Published online by Cambridge University Press: 15 January 2009
Abstract
The Futurist movement was not only an artistic but also a social and political force for innovation, conceived as a total and permanent revolution encompassing all aspects of human life. One such aspect was food. Banquets had been a highly developed performative art in the Italian Renaissance and were again placed in a theatrical framework by the Futurists after the First World War. They founded three night clubs, where food and drinks were served in Futurist fashion, and opened several restaurants dedicated to a renewal of Italian culinary habits. In the 1930s, the Futurists focused on the creation of a new lifestyle called aerovita, which included cooking and dining as paratheatrical arts. Many of the recipes (or rather scenarios) in the Futurist cookbook La cucina futurista of 1932 derived from banquets that Marinetti, the driving force of Futurism, had organized as a kind of savoury-olfactory-tactile theatre accompanied by music and poetry recitations. The highly imaginative table scenery and food sculptures were complemented by inventive lighting effects and an amazing mise en scéne of interior decor, furniture, and waiters' garb.
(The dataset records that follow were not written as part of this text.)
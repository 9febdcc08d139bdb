mod digest;
mod error;
mod integration;
mod job_schedulers;
mod schedule;
mod shared;
mod status;
mod subscription;
mod user;

use actix_cors::Cors;
use actix_web::{dev::Server, middleware, web, App, HttpServer};
use digestly_infra::DigestlyContext;
use job_schedulers::start_digest_job_scheduler;
use std::net::TcpListener;
use tracing_actix_web::TracingLogger;

pub fn configure_server_api(cfg: &mut web::ServiceConfig) {
    digest::configure_routes(cfg);
    integration::configure_routes(cfg);
    schedule::configure_routes(cfg);
    status::configure_routes(cfg);
    subscription::configure_routes(cfg);
    user::configure_routes(cfg);
}

pub struct Application {
    server: Server,
    port: u16,
}

impl Application {
    pub async fn new(context: DigestlyContext) -> Result<Self, std::io::Error> {
        let (server, port) = Application::configure_server(context.clone()).await?;
        Application::start_job_schedulers(context);

        Ok(Self { server, port })
    }

    pub fn port(&self) -> u16 {
        self.port
    }

    fn start_job_schedulers(context: DigestlyContext) {
        start_digest_job_scheduler(context);
    }

    async fn configure_server(context: DigestlyContext) -> Result<(Server, u16), std::io::Error> {
        let port = context.config.port;
        let address = format!("0.0.0.0:{}", port);
        let listener = TcpListener::bind(&address)?;
        let port = listener.local_addr()?.port();

        let server = HttpServer::new(move || {
            let ctx = context.clone();

            App::new()
                .wrap(Cors::permissive())
                .wrap(middleware::Compress::default())
                .wrap(TracingLogger::default())
                .app_data(web::Data::new(ctx))
                .service(web::scope("/api/v1").configure(configure_server_api))
        })
        .listen(listener)?
        .workers(4)
        .run();

        Ok((server, port))
    }

    pub async fn start(self) -> Result<(), std::io::Error> {
        self.server.await
    }
}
This essay describes and analyzes some of the Futurist experiments with culinary theatre, the manifestos dedicated to Futurist cuisine, and some of the Futurist concepts of dining as a performative art. Günter Berghaus is Reader in Theatre History and Performance Studies at the Drama Department, University of Bristol, and has published a dozen books and a large number of articles on theatre anthropology, Renaissance and Baroque theatre, dance history, and avant-garde performance. Directing a number of Futurist shows led to the publication of The Genesis of Futurism (1995), Futurism and Politics (1996), Italian Futurist Theatre (1998), and International Futurism in the Arts and Literature (2000).